Pei Shaojun, Dong Rui, He Rong Lucy, Yau Stephen S-T
Department of Mathematical Sciences, Tsinghua University, Beijing, PR China.
Department of Biological Sciences, Chicago State University, Chicago, IL 60628, USA.
Comput Struct Biotechnol J. 2019 Jul 11;17:982-994. doi: 10.1016/j.csbj.2019.07.003. eCollection 2019.

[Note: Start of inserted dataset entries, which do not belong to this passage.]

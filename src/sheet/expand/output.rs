//! The three output tables and the expansion of sample rows into them.

use std::{
    fs::OpenOptions,
    path::{Path, PathBuf},
};

use serde::Serialize;

use super::input::SampleRow;
use crate::refs::normalize::{FASTA_EXTENSION, REFERENCE_DIR};

/// File name suffix of the size table.
pub const SIZE_TABLE_SUFFIX: &str = "_size_sheet.csv";
/// File name suffix of the metadata table.
pub const METADATA_TABLE_SUFFIX: &str = "_metadata.txt";
/// File name suffix of the sample table.
pub const SAMPLE_TABLE_SUFFIX: &str = "_sample.txt";

pub const SIZE_HEADER: [&str; 3] = ["barcode", "alias", "approx_size"];
pub const METADATA_HEADER: [&str; 4] = [
    "sequencing_set_path",
    "plate",
    "barcode_num",
    "reference_path",
];
pub const SAMPLE_HEADER: [&str; 5] = ["name", "plate", "barcode_num", "return_type", "sample"];

/// Row of the size table.
#[derive(Serialize, Debug, Clone, PartialEq, Eq)]
pub struct SizeRecord {
    pub barcode: String,
    pub alias: String,
    pub approx_size: String,
}

/// Row of the metadata table.
#[derive(Serialize, Debug, Clone, PartialEq, Eq)]
pub struct MetadataRecord {
    pub sequencing_set_path: String,
    pub plate: String,
    pub barcode_num: String,
    pub reference_path: String,
}

/// Row of the sample table.
#[derive(Serialize, Debug, Clone, PartialEq, Eq)]
pub struct SampleRecord {
    pub name: String,
    pub plate: String,
    pub barcode_num: String,
    pub return_type: String,
    pub sample: String,
}

/// A CSV table that is created with its header and then only appended to.
#[derive(Debug, Clone)]
pub struct Table {
    path: PathBuf,
}

impl Table {
    /// Create (or truncate) the table at `path`, writing only `header`.
    pub fn create(path: PathBuf, header: &[&str]) -> Result<Self, anyhow::Error> {
        let mut writer = csv::WriterBuilder::new()
            .has_headers(false)
            .from_path(&path)
            .map_err(|e| anyhow::anyhow!("cannot create table {:?}: {}", &path, e))?;
        writer.write_record(header)?;
        writer.flush()?;
        tracing::debug!("created table {:?}", &path);
        Ok(Self { path })
    }

    pub fn path(&self) -> &Path {
        &self.path
    }

    /// Append `records` to the table without writing a header.
    pub fn append<T>(&self, records: &[T]) -> Result<(), anyhow::Error>
    where
        T: Serialize,
    {
        let file = OpenOptions::new()
            .append(true)
            .open(&self.path)
            .map_err(|e| anyhow::anyhow!("cannot open table {:?} for appending: {}", &self.path, e))?;
        let mut writer = csv::WriterBuilder::new()
            .has_headers(false)
            .from_writer(file);
        for record in records {
            writer.serialize(record)?;
        }
        writer.flush()?;
        Ok(())
    }
}

/// The size, metadata and sample tables of one run.
#[derive(Debug, Clone)]
pub struct Tables {
    pub size: Table,
    pub metadata: Table,
    pub sample: Table,
}

impl Tables {
    /// Create the three header-only tables for `run_id` in `dir`.
    pub fn create(dir: &Path, run_id: &str) -> Result<Self, anyhow::Error> {
        Ok(Self {
            size: Table::create(
                dir.join(format!("{}{}", run_id, SIZE_TABLE_SUFFIX)),
                &SIZE_HEADER,
            )?,
            metadata: Table::create(
                dir.join(format!("{}{}", run_id, METADATA_TABLE_SUFFIX)),
                &METADATA_HEADER,
            )?,
            sample: Table::create(
                dir.join(format!("{}{}", run_id, SAMPLE_TABLE_SUFFIX)),
                &SAMPLE_HEADER,
            )?,
        })
    }

    /// Append the records of one sample row.
    pub fn write_expansion(&self, expansion: &Expansion) -> Result<(), anyhow::Error> {
        self.size.append(std::slice::from_ref(&expansion.size))?;
        self.metadata.append(&expansion.metadata)?;
        self.sample.append(std::slice::from_ref(&expansion.sample))?;
        Ok(())
    }
}

/// Constants of the expansion.
#[derive(Debug, Clone)]
pub struct ExpandConfig {
    /// Storage prefix concatenated with the run identifier.
    pub sequencing_set_path: String,
    pub plate: String,
    pub default_size: String,
    pub reference_delimiter: String,
}

impl ExpandConfig {
    fn reference_path(&self, stem: &str) -> String {
        format!(
            "{}/{}/{}.{}",
            self.sequencing_set_path, REFERENCE_DIR, stem, FASTA_EXTENSION
        )
    }

    fn metadata(&self, barcode: &str, reference_path: String) -> MetadataRecord {
        MetadataRecord {
            sequencing_set_path: self.sequencing_set_path.clone(),
            plate: self.plate.clone(),
            barcode_num: barcode.to_string(),
            reference_path,
        }
    }
}

/// The records produced by one sample row.
#[derive(Debug, Clone, PartialEq, Eq)]
pub struct Expansion {
    pub size: SizeRecord,
    pub metadata: Vec<MetadataRecord>,
    pub sample: SampleRecord,
}

/// Expand `row` into its size, metadata and sample records.
pub fn expand_row(row: &SampleRow, config: &ExpandConfig) -> Expansion {
    let barcode = row.barcode_token();

    let size = SizeRecord {
        barcode: barcode.clone(),
        alias: barcode.clone(),
        approx_size: row
            .size
            .clone()
            .unwrap_or_else(|| config.default_size.clone()),
    };

    let mut metadata = vec![config.metadata(
        &barcode,
        config.reference_path(&format!("{}.final", barcode)),
    )];
    if let Some(names) = &row.reference_names {
        metadata.extend(
            names
                .split(config.reference_delimiter.as_str())
                .map(str::trim)
                .filter(|name| !name.is_empty())
                .map(|name| config.metadata(&barcode, config.reference_path(name))),
        );
    }

    let sample = SampleRecord {
        name: row.customer_name.clone(),
        plate: config.plate.clone(),
        barcode_num: barcode,
        return_type: row.sample_type.clone(),
        sample: row.sample_name.clone(),
    };

    Expansion {
        size,
        metadata,
        sample,
    }
}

Genome comparison is a vital research area of bioinformatics. For large-scale genome comparisons, the Multiple Sequence Alignment (MSA) methods have been impractical to use due to its algorithmic complexity. In this study, we propose a novel alignment-free method based on the one-to-one correspondence between a DNA sequence and its complete central moment vector of the cumulative Fourier power and phase spectra. In addition, the covariance between the four nucleotides in the power and phase spectra is included. We use the cumulative Fourier power and phase spectra to define a 28-dimensional vector for each DNA sequence. Euclidean distances between the vectors can measure the dissimilarity between DNA sequences. We perform testing with datasets of different sizes and types including simulated DNA sequences, exon-intron and complete genomes. The results show that our method is more accurate and efficient for performing hierarchical clustering than other alignment-free methods and MSA methods.

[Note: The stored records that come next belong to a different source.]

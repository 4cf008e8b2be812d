//! Code implementing the `sheet expand` sub command.
//!
//! Turns the worksheet of one run in the `Nanopore Run *.xlsx` workbook into
//! the size, metadata and sample tables of the run.

pub mod columns;
pub mod input;
pub mod output;
pub mod workbook;

use calamine::Reader;
use clap::Parser;

use self::{
    columns::{ColumnLayout, ColumnRef},
    output::{expand_row, ExpandConfig, Tables},
};
use crate::{common::expand_path, err::SheetError};

/// Storage location of the sequencing sets on the cluster.
pub const DEFAULT_STORAGE_PREFIX: &str = "/global/home/groups/fc_fpsdnaseq/";
/// Plate label written to the metadata and sample tables.
pub const DEFAULT_PLATE: &str = "plate1";
/// Size written when the size cell is empty.
pub const DEFAULT_SIZE: u32 = 7000;
/// Separator of the names in a reference name cell.
pub const DEFAULT_REFERENCE_DELIMITER: &str = "_UNIQUE_STRING_";

/// Command line arguments for `sheet expand` sub command.
#[derive(Parser, Debug)]
#[command(about = "Expand the run worksheet into size, metadata and sample tables", long_about = None)]
pub struct Args {
    /// Directory holding the `Nanopore Run *.xlsx` workbook.
    #[arg(long, default_value = ".")]
    pub path_working_dir: String,
    /// Directory to write the tables to.
    #[arg(long, default_value = ".")]
    pub path_output_dir: String,
    /// Prefix of the sequencing set path, the run ID is appended verbatim.
    #[arg(long, default_value = DEFAULT_STORAGE_PREFIX)]
    pub storage_prefix: String,
    /// Plate label.
    #[arg(long, default_value = DEFAULT_PLATE)]
    pub plate: String,
    /// Approximate size used for samples without a size.
    #[arg(long, default_value_t = DEFAULT_SIZE)]
    pub default_size: u32,
    /// Separator of the names in the reference name column.
    #[arg(long, default_value = DEFAULT_REFERENCE_DELIMITER)]
    pub reference_delimiter: String,

    /// Customer name column, a letter or `header:<name>`.
    #[arg(long, default_value = "B")]
    pub col_customer_name: ColumnRef,
    /// Sample name column, a letter or `header:<name>`.
    #[arg(long, default_value = "C")]
    pub col_sample_name: ColumnRef,
    /// Barcode column, a letter or `header:<name>`.
    #[arg(long, default_value = "D")]
    pub col_barcode: ColumnRef,
    /// Approximate size column, a letter or `header:<name>`.
    #[arg(long, default_value = "G")]
    pub col_size: ColumnRef,
    /// Reference name column, a letter or `header:<name>`.
    #[arg(long, default_value = "H")]
    pub col_reference_name: ColumnRef,
    /// Sample type column, a letter or `header:<name>`.
    #[arg(long, default_value = "I")]
    pub col_sample_type: ColumnRef,

    /// Run ID to search for in the worksheets.
    #[arg(value_parser = crate::common::parse_run_id)]
    pub run_id: String,
}

impl Args {
    pub fn layout(&self) -> ColumnLayout {
        ColumnLayout {
            customer_name: self.col_customer_name.clone(),
            sample_name: self.col_sample_name.clone(),
            barcode: self.col_barcode.clone(),
            size: self.col_size.clone(),
            reference_name: self.col_reference_name.clone(),
            sample_type: self.col_sample_type.clone(),
        }
    }

    pub fn expand_config(&self) -> ExpandConfig {
        ExpandConfig {
            sequencing_set_path: format!("{}{}", self.storage_prefix, self.run_id),
            plate: self.plate.clone(),
            default_size: self.default_size.to_string(),
            reference_delimiter: self.reference_delimiter.clone(),
        }
    }
}

/// Main entry point for the `sheet expand` command.
pub fn run(common_args: &crate::common::Args, args: &Args) -> Result<(), anyhow::Error> {
    tracing::info!("Starting `sheet expand`");
    tracing::info!("  common_args = {:?}", &common_args);
    tracing::info!("  args = {:?}", &args);

    let path_workbook = workbook::find_workbook(&expand_path(&args.path_working_dir))?;
    tracing::info!("Selected workbook {:?}", &path_workbook);

    let tables = Tables::create(&expand_path(&args.path_output_dir), &args.run_id)?;

    let mut xlsx = workbook::open(&path_workbook)?;
    let sheet_name = workbook::find_sheet_with_id(&mut xlsx, &args.run_id)?.ok_or_else(|| {
        SheetError::SheetNotFound {
            run_id: args.run_id.clone(),
        }
    })?;
    tracing::info!("Run ID {:?} found in sheet {:?}", &args.run_id, &sheet_name);

    let range = xlsx
        .worksheet_range(&sheet_name)
        .map_err(|e| anyhow::anyhow!("could not read sheet {:?}: {}", &sheet_name, e))?;
    let columns = args.layout().resolve(&input::header_row(&range))?;
    tracing::debug!("resolved columns: {:?}", &columns);
    let rows = input::read_rows(&range, &columns)?;

    let config = args.expand_config();
    for row in &rows {
        tracing::debug!("expanding sheet row {}: {:?}", row.row + 1, row);
        tables.write_expansion(&expand_row(row, &config))?;
    }
    tracing::info!(
        "Wrote {} sample(s) to {:?}, {:?} and {:?}",
        rows.len(),
        tables.size.path(),
        tables.metadata.path(),
        tables.sample.path()
    );

    Ok(())
}
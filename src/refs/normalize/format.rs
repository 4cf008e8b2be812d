//! The pinned set of reference file formats that can be normalized.

use std::path::Path;

use strum::IntoEnumIterator;

/// Supported reference file formats, in dispatch priority order.
#[derive(Clone, Copy, Debug, PartialEq, Eq, Hash, strum::Display, strum::EnumIter)]
pub enum SourceFormat {
    /// Word document with the sequence as text.
    #[strum(serialize = "docx")]
    Docx,
    /// Rich text document with the sequence as text.
    #[strum(serialize = "rtf")]
    Rtf,
    /// FASTA with the short `.fa` extension, only renamed.
    #[strum(serialize = "fa")]
    FastaShort,
    /// SnapGene binary file.
    #[strum(serialize = "snapgene")]
    SnapGene,
    /// Canonical FASTA, nothing to do.
    #[strum(serialize = "fasta")]
    Fasta,
    /// GenBank flat file.
    #[strum(serialize = "genbank")]
    Genbank,
    /// FASTQ reads.
    #[strum(serialize = "fastq")]
    Fastq,
    /// Tab-separated identifier and sequence.
    #[strum(serialize = "tab")]
    Tab,
    /// ApE file, GenBank with a LOCUS line other parsers choke on.
    #[strum(serialize = "ape")]
    Ape,
    /// Geneious zipped XML document.
    #[strum(serialize = "geneious")]
    Geneious,
}

impl SourceFormat {
    /// File extensions (lower case, without dot) mapped to this format.
    pub fn extensions(self) -> &'static [&'static str] {
        match self {
            SourceFormat::Docx => &["docx"],
            SourceFormat::Rtf => &["rtf"],
            SourceFormat::FastaShort => &["fa"],
            SourceFormat::SnapGene => &["dna"],
            SourceFormat::Fasta => &["fasta"],
            // `gbk` is not a format name of its own but means GenBank
            SourceFormat::Genbank => &["gb", "genbank", "gbk"],
            SourceFormat::Fastq => &["fastq", "fq"],
            SourceFormat::Tab => &["tab"],
            SourceFormat::Ape => &["ape"],
            SourceFormat::Geneious => &["geneious"],
        }
    }

    /// Detect the format from the (case-insensitive) extension of `path`.
    pub fn from_path(path: &Path) -> Option<Self> {
        let extension = path.extension()?.to_str()?.to_ascii_lowercase();
        SourceFormat::iter().find(|format| format.extensions().contains(&extension.as_str()))
    }
}
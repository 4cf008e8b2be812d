//! Conversion of Geneious `.geneious` archives.

use std::{
    fs::File,
    io::{Read, Seek},
    path::Path,
};

use quick_xml::{events::Event, Reader};
use zip::ZipArchive;

use super::record::SequenceRecord;
use crate::{
    common::{file_name_string, file_stem_string},
    err::ConvertError,
};

/// Element holding the raw sequence.
const SEQUENCE_ELEMENT: &[u8] = b"charSequence";

/// Read the Geneious archive at `path` as one record named after the file stem.
pub fn read_records(path: &Path) -> Result<Vec<SequenceRecord>, anyhow::Error> {
    let sequence = extract_char_sequence(File::open(path)?, &file_name_string(path))?;
    Ok(vec![SequenceRecord::new(
        &file_stem_string(path),
        None,
        sequence.as_bytes(),
    )])
}

/// Extract the `charSequence` text of the XML document in the archive.
///
/// The document is the entry named `entry_name` (Geneious names it like the
/// archive), falling back to the first file entry.
pub fn extract_char_sequence<R>(reader: R, entry_name: &str) -> Result<String, anyhow::Error>
where
    R: Read + Seek,
{
    let mut archive = ZipArchive::new(reader)?;
    let name = if archive.file_names().any(|name| name == entry_name) {
        entry_name.to_string()
    } else {
        let mut first = None;
        for i in 0..archive.len() {
            let entry = archive.by_index(i)?;
            if entry.is_file() {
                first = Some(entry.name().to_string());
                break;
            }
        }
        first.ok_or_else(|| anyhow::anyhow!("Geneious archive is empty"))?
    };
    tracing::debug!("reading Geneious document {:?}", &name);

    let mut xml = String::new();
    archive.by_name(&name)?.read_to_string(&mut xml)?;
    char_sequence_from_xml(&xml)
}

fn char_sequence_from_xml(xml: &str) -> Result<String, anyhow::Error> {
    let mut reader = Reader::from_str(xml);
    let mut sequence = String::new();
    let mut in_sequence = false;
    loop {
        match reader.read_event()? {
            Event::Start(e) if e.local_name().as_ref() == SEQUENCE_ELEMENT => in_sequence = true,
            Event::End(e) if in_sequence && e.local_name().as_ref() == SEQUENCE_ELEMENT => {
                return Ok(sequence)
            }
            Event::Text(t) if in_sequence => sequence.push_str(&t.unescape()?),
            Event::CData(c) if in_sequence => sequence.push_str(&String::from_utf8_lossy(&c)),
            Event::Eof => return Err(ConvertError::MissingCharSequence.into()),
            _ => (),
        }
    }
}
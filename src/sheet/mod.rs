//! Code supporting the `sheet *` sub commands.

pub mod expand;
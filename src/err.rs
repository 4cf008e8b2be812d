//! Domain errors raised by the sub commands.

use std::path::PathBuf;

/// Errors of a single reference file conversion.
#[derive(thiserror::Error, Debug, Clone, PartialEq, Eq)]
pub enum ConvertError {
    #[error("no length token before `bp` in first line {line:?}")]
    MissingLengthMarker { line: String },
    #[error("no charSequence element in Geneious document")]
    MissingCharSequence,
    #[error("not a SnapGene file (missing cookie packet)")]
    NotSnapGene,
    #[error("SnapGene file has no DNA packet")]
    MissingDnaPacket,
    #[error("SnapGene packet of type {packet_type:#04x} is truncated")]
    TruncatedPacket { packet_type: u8 },
    #[error("input did not contain any sequence records")]
    NoRecords,
    #[error("extracted text is empty")]
    EmptyText,
    #[error("text without FASTA header contains non-nucleotide letter {letter:?}")]
    NonSequenceText { letter: char },
}

/// Errors of the workbook lookup, sheet resolution and row expansion.
#[derive(thiserror::Error, Debug, Clone, PartialEq, Eq)]
pub enum SheetError {
    #[error("no file matching `Nanopore Run *.xlsx` in {dir:?}")]
    NoWorkbook { dir: PathBuf },
    #[error("run ID {run_id:?} not found in any sheet, make sure it is in the spreadsheet")]
    SheetNotFound { run_id: String },
    #[error("invalid barcode {value:?} in sheet row {row}")]
    InvalidBarcode { row: u32, value: String },
    #[error("invalid column reference {spec:?}")]
    InvalidColumn { spec: String },
    #[error("column header {header:?} not found in header row")]
    HeaderNotFound { header: String },
    #[error("column header {header:?} occurs more than once in header row")]
    AmbiguousHeader { header: String },
    #[error("column {column} is mapped to more than one field")]
    DuplicateColumn { column: String },
}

基因组比较是生物信息学的一个重要研究领域。对于大规模的基因组比较,由于其算法复杂性,多序列比对(MSA)方法已不实用。在本研究中,我们基于DNA序列与其累积傅里叶功率和相位谱的完整中心矩向量之间的一一对应关系,提出了一种新颖的无比对方法。此外,还考虑了功率和相位谱中四个核苷酸之间的协方差。我们使用累积傅里叶功率和相位谱为每个DNA序列定义一个28维向量。向量之间的欧几里得距离可以衡量DNA序列之间的差异。我们使用不同大小和类型的数据集进行测试,包括模拟DNA序列、外显子 - 内含子和完整基因组。结果表明,与其他无比对方法和MSA方法相比,我们的方法在进行层次聚类时更准确、高效。